Long before the sun stared without setting down on the British Empire, Islamic Empires had been carved with brutal unyielding force across the face of the globe. Long before the American South saw a single slave, Muslim slave traders were moving human cargo back and forth, kidnapping and seizing slaves from Africa to the English coastline.
Islamic imperialism and colonialism was there long ago until recent times. The current clash of civilizations is the product of the Islamic attempt to revive those ancient empires they consider to have been wrongly taken from them.
To argue as the left does, that Islamic terrorism is the product of oppression, is as absurd and false as describing Nazi violence as the product of oppression. Any honest academic should have as much sympathy for Bedouin Muslim territorial claims to Israel or Spain, as he would for French claims to Algeria. Yet the academic double standard treats European colonialism as illegitimate, and Islamic colonialism as legitimate.

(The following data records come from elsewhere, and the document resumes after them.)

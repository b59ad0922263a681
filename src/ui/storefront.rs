use futures::future::join_all;
use serde::Serialize;

use crate::api::client::ApiClient;
use crate::store::cache::QueryClient;
use crate::store::session::Session;
use crate::ui::product_card::{review_query_key, ProductCard, ProductCardView};

pub const STOREFRONT_TITLE: &str = "Shop Now!";

#[derive(Debug, Clone, PartialEq, Serialize)]
#[serde(tag = "state", rename_all = "snake_case")]
pub enum ProductGrid {
    Loading,
    /// Fallback shown instead of the grid when the listing failed
    Failed { message: String },
    Products { cards: Vec<ProductCardView> },
}

#[derive(Debug, Clone, PartialEq, Serialize)]
pub struct StorefrontView {
    pub title: &'static str,
    pub grid: ProductGrid,
}

/// The mounted product grid; cards live as long as their product stays listed
pub struct Storefront {
    client: ApiClient,
    queries: QueryClient,
    session: Session,
    cards: Vec<ProductCard>,
}

impl Storefront {
    pub fn mount(client: &ApiClient, queries: &QueryClient, session: &Session) -> Self {
        tracing::debug!("mounted storefront");
        Self {
            client: client.clone(),
            queries: queries.clone(),
            session: session.clone(),
            cards: Vec::new(),
        }
    }

    pub fn cards(&self) -> &[ProductCard] {
        &self.cards
    }

    /// Current view without fetching anything
    pub fn view(&self) -> StorefrontView {
        let state = self.session.products.state();
        let grid = match (&state.data, &state.error) {
            (_, Some(e)) => ProductGrid::Failed { message: e.to_string() },
            (Some(_), None) => ProductGrid::Products {
                cards: self.cards.iter().map(ProductCard::view).collect(),
            },
            (None, None) => ProductGrid::Loading,
        };
        StorefrontView {
            title: STOREFRONT_TITLE,
            grid,
        }
    }

    /// Load the listing, reconcile mounted cards with it, then load every card's reviews
    pub async fn render(&mut self) -> StorefrontView {
        let state = self.session.load_products().await;

        if let Some(e) = &state.error {
            tracing::warn!("Failed to load products: {}", e);
            return StorefrontView {
                title: STOREFRONT_TITLE,
                grid: ProductGrid::Failed { message: e.to_string() },
            };
        }

        let Some(products) = state.data else {
            return StorefrontView {
                title: STOREFRONT_TITLE,
                grid: ProductGrid::Loading,
            };
        };

        let mut previous = std::mem::take(&mut self.cards);
        for product in products.data {
            let card = match previous.iter().position(|card| card.product_id() == product.id) {
                Some(index) => {
                    let mut card = previous.swap_remove(index);
                    card.update_product(product);
                    card
                }
                None => ProductCard::mount(product, &self.client, &self.queries),
            };
            self.cards.push(card);
        }
        // Anything left was delisted: unmount it and forget its reviews
        for card in previous {
            self.queries.remove(&review_query_key(&card.product_id()));
        }

        let cards = join_all(self.cards.iter().map(|card| card.load())).await;
        tracing::debug!(count = cards.len(), cached_queries = self.queries.len(), "rendered storefront");

        StorefrontView {
            title: STOREFRONT_TITLE,
            grid: ProductGrid::Products { cards },
        }
    }
}
use chrono::Utc;
use clap::Subcommand;
use serde_json::json;

use crate::app::App;
use crate::auth;
use crate::cli::utils::{output_details, output_error, output_success, prompt_password};
use crate::cli::OutputFormat;
use crate::types::LoginRequest;
use crate::ui::LoginPhase;

#[derive(Subcommand)]
pub enum AuthCommands {
    #[command(about = "Login and store the access token")]
    Login {
        #[arg(help = "Username (email)")]
        username: String,
        #[arg(long, help = "Password (will prompt if not provided)")]
        password: Option<String>,
        #[arg(long, default_value = "", help = "Space separated OAuth2 scopes")]
        scope: String,
    },

    #[command(about = "Forget the stored access token")]
    Logout,

    #[command(about = "Show current authentication status")]
    Status,

    #[command(about = "Show current user information")]
    Whoami,
}

pub async fn handle(cmd: AuthCommands, app: &App, output_format: OutputFormat) -> anyhow::Result<()> {
    match cmd {
        AuthCommands::Login { username, password, scope } => {
            let password = prompt_password(password)?;
            let credentials = LoginRequest::new(username.clone(), password).with_scope(scope);

            match app.submit_login(credentials).await {
                LoginPhase::Succeeded => output_success(
                    &output_format,
                    &format!("Logged in as {}", username),
                    Some(json!({ "username": username })),
                ),
                _ => {
                    for toast in app.toaster().drain() {
                        output_error(&output_format, &toast.title, None)?;
                    }
                    anyhow::bail!("Login failed for {}", username)
                }
            }
        }
        AuthCommands::Logout => {
            app.logout().await?;
            output_success(&output_format, "Logged out", None)
        }
        AuthCommands::Status => {
            let Some(token) = app.session().access_token.get() else {
                return output_details(
                    &output_format,
                    "Not authenticated",
                    json!({ "authenticated": false }),
                );
            };

            let details = match auth::inspect(&token, Utc::now()) {
                Ok(info) => json!({
                    "authenticated": true,
                    "subject": info.subject,
                    "scopes": info.scopes,
                    "expires_at": info.expires_at.map(|at| at.to_rfc3339()),
                    "expired": info.expired,
                }),
                Err(e) => {
                    tracing::warn!("Could not inspect stored token: {}", e);
                    json!({ "authenticated": true })
                }
            };
            output_details(&output_format, "Authenticated", details)
        }
        AuthCommands::Whoami => {
            let state = app.session().load_current_user().await;
            if let Some(e) = state.error {
                return Err(e.into());
            }
            match state.data.flatten() {
                Some(user) => output_details(
                    &output_format,
                    user.full_name.as_deref().unwrap_or(&user.email),
                    serde_json::to_value(&user)?,
                ),
                None => anyhow::bail!("Not authenticated; run `coffeeshop auth login <username>`"),
            }
        }
    }
}
//! Persistent client storage.
//!
//! A small keyed document standing in for browser local storage. The
//! session keeps three slots in it:
//!
//! ```text
//! accessToken  → "eyJhbGciOi..."        (raw token string, absent when logged out)
//! darkMode     → false
//! currentUser  → { "id": ..., ... } | null
//! ```

use std::collections::HashMap;
use std::fs;
use std::path::{Path, PathBuf};
use std::sync::{Arc, Mutex};

use serde_json::{Map, Value};

use crate::config::AppConfig;
use crate::error::StorageError;

pub const ACCESS_TOKEN_KEY: &str = "accessToken";
pub const DARK_MODE_KEY: &str = "darkMode";
pub const CURRENT_USER_KEY: &str = "currentUser";

const STORAGE_FILE: &str = "storage.json";

/// Keyed JSON value store
pub trait Storage: Send + Sync {
    fn get_item(&self, key: &str) -> Result<Option<Value>, StorageError>;

    fn set_item(&self, key: &str, value: Value) -> Result<(), StorageError>;

    fn remove_item(&self, key: &str) -> Result<(), StorageError>;
}

/// Storage kept in one JSON document on disk
pub struct FileStorage {
    path: PathBuf,
    lock: Mutex<()>,
}

impl FileStorage {
    pub fn new(dir: impl AsRef<Path>) -> Result<Self, StorageError> {
        let dir = dir.as_ref();
        if !dir.exists() {
            fs::create_dir_all(dir).map_err(|e| io_error(dir, e))?;
        }

        Ok(Self {
            path: dir.join(STORAGE_FILE),
            lock: Mutex::new(()),
        })
    }

    /// Open storage in the configured directory
    pub fn from_config(config: &AppConfig) -> Result<Self, StorageError> {
        let dir = match &config.storage.dir {
            Some(dir) => dir.clone(),
            None => default_storage_dir()?,
        };
        Self::new(dir)
    }

    pub fn path(&self) -> &Path {
        &self.path
    }

    fn load(&self) -> Result<Map<String, Value>, StorageError> {
        if !self.path.exists() {
            return Ok(Map::new());
        }

        let content = fs::read_to_string(&self.path).map_err(|e| io_error(&self.path, e))?;
        if content.trim().is_empty() {
            return Ok(Map::new());
        }

        match serde_json::from_str::<Value>(&content) {
            Ok(Value::Object(map)) => Ok(map),
            Ok(_) => Err(StorageError::Corrupt(format!(
                "{} does not contain a JSON object",
                self.path.display()
            ))),
            Err(e) => Err(StorageError::Corrupt(e.to_string())),
        }
    }

    fn save(&self, document: &Map<String, Value>) -> Result<(), StorageError> {
        let content = serde_json::to_string_pretty(document)
            .map_err(|e| StorageError::Corrupt(e.to_string()))?;
        fs::write(&self.path, content).map_err(|e| io_error(&self.path, e))
    }

    fn modify<F>(&self, f: F) -> Result<(), StorageError>
    where
        F: FnOnce(&mut Map<String, Value>),
    {
        let _guard = self.lock.lock().unwrap_or_else(|poisoned| poisoned.into_inner());
        let mut document = self.load()?;
        f(&mut document);
        self.save(&document)
    }
}

impl Storage for FileStorage {
    fn get_item(&self, key: &str) -> Result<Option<Value>, StorageError> {
        let _guard = self.lock.lock().unwrap_or_else(|poisoned| poisoned.into_inner());
        Ok(self.load()?.remove(key))
    }

    fn set_item(&self, key: &str, value: Value) -> Result<(), StorageError> {
        self.modify(|document| {
            document.insert(key.to_string(), value);
        })
    }

    fn remove_item(&self, key: &str) -> Result<(), StorageError> {
        self.modify(|document| {
            document.remove(key);
        })
    }
}

/// Process-local storage, used by tests and embedders without a config dir
#[derive(Default)]
pub struct MemoryStorage {
    items: Mutex<HashMap<String, Value>>,
}

impl MemoryStorage {
    pub fn new() -> Self {
        Self::default()
    }

    pub fn shared() -> Arc<Self> {
        Arc::new(Self::new())
    }
}

impl Storage for MemoryStorage {
    fn get_item(&self, key: &str) -> Result<Option<Value>, StorageError> {
        let items = self.items.lock().unwrap_or_else(|poisoned| poisoned.into_inner());
        Ok(items.get(key).cloned())
    }

    fn set_item(&self, key: &str, value: Value) -> Result<(), StorageError> {
        let mut items = self.items.lock().unwrap_or_else(|poisoned| poisoned.into_inner());
        items.insert(key.to_string(), value);
        Ok(())
    }

    fn remove_item(&self, key: &str) -> Result<(), StorageError> {
        let mut items = self.items.lock().unwrap_or_else(|poisoned| poisoned.into_inner());
        items.remove(key);
        Ok(())
    }
}

pub fn default_storage_dir() -> Result<PathBuf, StorageError> {
    let home = std::env::var("HOME")
        .map_err(|_| StorageError::Unavailable("HOME environment variable not set".to_string()))?;
    Ok(PathBuf::from(home).join(".config").join("coffeeshop"))
}

fn io_error(path: &Path, err: std::io::Error) -> StorageError {
    StorageError::Io {
        path: path.display().to_string(),
        message: err.to_string(),
    }
}
use serde::Serialize;

use crate::types::User;
use crate::ui::router::{Route, LOGIN_PATH};

pub const APP_TITLE: &str = "Cyborg Coffeeshop";

pub const COLOR_PALETTE: [&str; 6] = ["red", "blue", "green", "yellow", "purple", "orange"];

/// Avatar color from the first UTF-16 code unit of the name
pub fn pick_palette(name: &str) -> &'static str {
    let code = name.encode_utf16().next().unwrap_or(0) as usize;
    COLOR_PALETTE[code % COLOR_PALETTE.len()]
}

#[derive(Debug, Clone, Copy, PartialEq, Eq, Serialize)]
#[serde(rename_all = "snake_case")]
pub enum MenuItem {
    Settings,
    Logout,
}

impl MenuItem {
    pub fn label(&self) -> &'static str {
        match self {
            MenuItem::Settings => "Settings",
            MenuItem::Logout => "Logout",
        }
    }
}

#[derive(Debug, Clone, PartialEq, Serialize)]
#[serde(tag = "kind", rename_all = "snake_case")]
pub enum Avatar {
    /// Signed-in user with a menu
    User {
        name: String,
        palette: &'static str,
        menu: Vec<MenuItem>,
    },
    /// Anonymous visitor; clicking goes to the login page
    Guest { href: &'static str },
}

#[derive(Debug, Clone, PartialEq, Serialize)]
pub struct HeaderView {
    pub title: &'static str,
    pub avatar: Avatar,
}

/// Header for a path, or `None` on the login page
pub fn header_for(pathname: &str, user: Option<&User>) -> Option<HeaderView> {
    if Route::resolve(pathname) == Route::Login {
        return None;
    }

    let avatar = match user.and_then(|user| user.full_name.as_deref()) {
        Some(name) if !name.is_empty() => Avatar::User {
            name: name.to_string(),
            palette: pick_palette(name),
            menu: vec![MenuItem::Settings, MenuItem::Logout],
        },
        _ => Avatar::Guest { href: LOGIN_PATH },
    };

    Some(HeaderView {
        title: APP_TITLE,
        avatar,
    })
}
//! Opaque key-value persistence for session data.
//!
//! The rest of the crate never touches the filesystem directly: everything
//! that must survive a restart goes through the `Storage` trait as an opaque
//! string blob. `FileStorage` keeps one JSON document per key under a
//! dedicated directory; `MemoryStorage` backs tests.

use std::collections::HashMap;
use std::path::PathBuf;
use std::sync::{Arc, Mutex};

use anyhow::{Context, Result};
use tracing::debug;

/// Opaque key-value store.
///
/// Values are JSON documents serialized by the caller; the store never
/// inspects them.
pub trait Storage {
    fn set(&self, key: &str, value: &str) -> Result<()>;
    fn get(&self, key: &str) -> Result<Option<String>>;
    fn remove(&self, key: &str) -> Result<()>;
    /// Remove every key this store manages.
    fn clear(&self) -> Result<()>;
}

/// File-backed store: one `<KEY>.json` file per key under `dir`.
///
/// The directory belongs to this store alone, so `clear` may sweep it.
pub struct FileStorage {
    dir: PathBuf,
}

impl FileStorage {
    pub fn new(dir: impl Into<PathBuf>) -> Result<Self> {
        let dir = dir.into();
        std::fs::create_dir_all(&dir)
            .with_context(|| format!("Failed to create storage directory {}", dir.display()))?;
        Ok(Self { dir })
    }

    fn entry_path(&self, key: &str) -> PathBuf {
        self.dir.join(format!("{}.json", key))
    }
}

impl Storage for FileStorage {
    fn set(&self, key: &str, value: &str) -> Result<()> {
        let path = self.entry_path(key);
        std::fs::write(&path, value)
            .with_context(|| format!("Failed to write storage entry {}", key))?;
        Ok(())
    }

    fn get(&self, key: &str) -> Result<Option<String>> {
        let path = self.entry_path(key);
        if !path.exists() {
            return Ok(None);
        }
        let contents = std::fs::read_to_string(&path)
            .with_context(|| format!("Failed to read storage entry {}", key))?;
        Ok(Some(contents))
    }

    fn remove(&self, key: &str) -> Result<()> {
        let path = self.entry_path(key);
        if path.exists() {
            std::fs::remove_file(&path)
                .with_context(|| format!("Failed to remove storage entry {}", key))?;
            debug!(key, "removed storage entry");
        }
        Ok(())
    }

    fn clear(&self) -> Result<()> {
        for entry in std::fs::read_dir(&self.dir)
            .with_context(|| format!("Failed to list storage directory {}", self.dir.display()))?
        {
            let path = entry?.path();
            if path.extension().is_some_and(|ext| ext == "json") {
                std::fs::remove_file(&path)
                    .with_context(|| format!("Failed to remove {}", path.display()))?;
            }
        }
        debug!("cleared storage");
        Ok(())
    }
}

/// In-memory store for tests. Clones share the same map.
#[derive(Clone, Default)]
pub struct MemoryStorage {
    entries: Arc<Mutex<HashMap<String, String>>>,
}

impl MemoryStorage {
    pub fn new() -> Self {
        Self::default()
    }
}

impl Storage for MemoryStorage {
    fn set(&self, key: &str, value: &str) -> Result<()> {
        self.entries
            .lock()
            .unwrap()
            .insert(key.to_string(), value.to_string());
        Ok(())
    }

    fn get(&self, key: &str) -> Result<Option<String>> {
        Ok(self.entries.lock().unwrap().get(key).cloned())
    }

    fn remove(&self, key: &str) -> Result<()> {
        self.entries.lock().unwrap().remove(key);
        Ok(())
    }

    fn clear(&self) -> Result<()> {
        self.entries.lock().unwrap().clear();
        Ok(())
    }
}

#[cfg(test)]
mod tests {
    use super::*;

    #[test]
    fn test_memory_storage_round_trip() {
        let storage = MemoryStorage::new();
        assert_eq!(storage.get("LOGIN").unwrap(), None);

        storage.set("LOGIN", r#"{"host":"cam.example.com"}"#).unwrap();
        assert_eq!(
            storage.get("LOGIN").unwrap().as_deref(),
            Some(r#"{"host":"cam.example.com"}"#)
        );

        storage.remove("LOGIN").unwrap();
        assert_eq!(storage.get("LOGIN").unwrap(), None);
    }

    #[test]
    fn test_memory_storage_clear_removes_all_keys() {
        let storage = MemoryStorage::new();
        storage.set("LOGIN", "{}").unwrap();
        storage.set("TOKEN", "{}").unwrap();

        storage.clear().unwrap();

        assert_eq!(storage.get("LOGIN").unwrap(), None);
        assert_eq!(storage.get("TOKEN").unwrap(), None);
    }

    #[test]
    fn test_file_storage_round_trip() {
        let dir = std::env::temp_dir().join(format!("zmview-storage-test-{}", std::process::id()));
        let storage = FileStorage::new(&dir).unwrap();

        storage.set("TOKEN", r#"{"access_token":"abc"}"#).unwrap();
        assert_eq!(
            storage.get("TOKEN").unwrap().as_deref(),
            Some(r#"{"access_token":"abc"}"#)
        );

        storage.clear().unwrap();
        assert_eq!(storage.get("TOKEN").unwrap(), None);

        std::fs::remove_dir_all(&dir).unwrap();
    }
}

This brings us to the obscene charade in which the world denounces one of the Middle East's native peoples for managing to form their own country and defend its narrow borders against its former Bedouin Muslim conquerors. Only the ugliest forms of historical revisionism could paint the Jews as foreign interlopers with no rights to a piece of land that is recognized as theirs by three of the world's major religions... and the Muslim Bedouin hordes who overran the land, wiping out native religions and cultures as the "oppressed peoples".
This sort of obscene political farce goes on all over the world. Muslims today hold equal rights in Europe, America, Israel and Australia. By contrast Europeans, Americans and Jews are inferior under the law throughout the Muslim world. Muslims have free access to Jerusalem and Rome. Jews and Europeans have no access to Mecca, despite the fact that it had a substantial Jewish presence, before being massacred and enslaved by the murderous warlord, Mohammed, who is also considered by Muslims to be their ultimate prophet.
When the likes of Jimmy Carter bellow that Israel is guilty of Apartheid, while ignoring that his Saudi sponsors have actual Apartheid, not simply for non-Muslims, but even for Muslim women-- they perpetuate the agenda of Islamic Imperialism. Read more here....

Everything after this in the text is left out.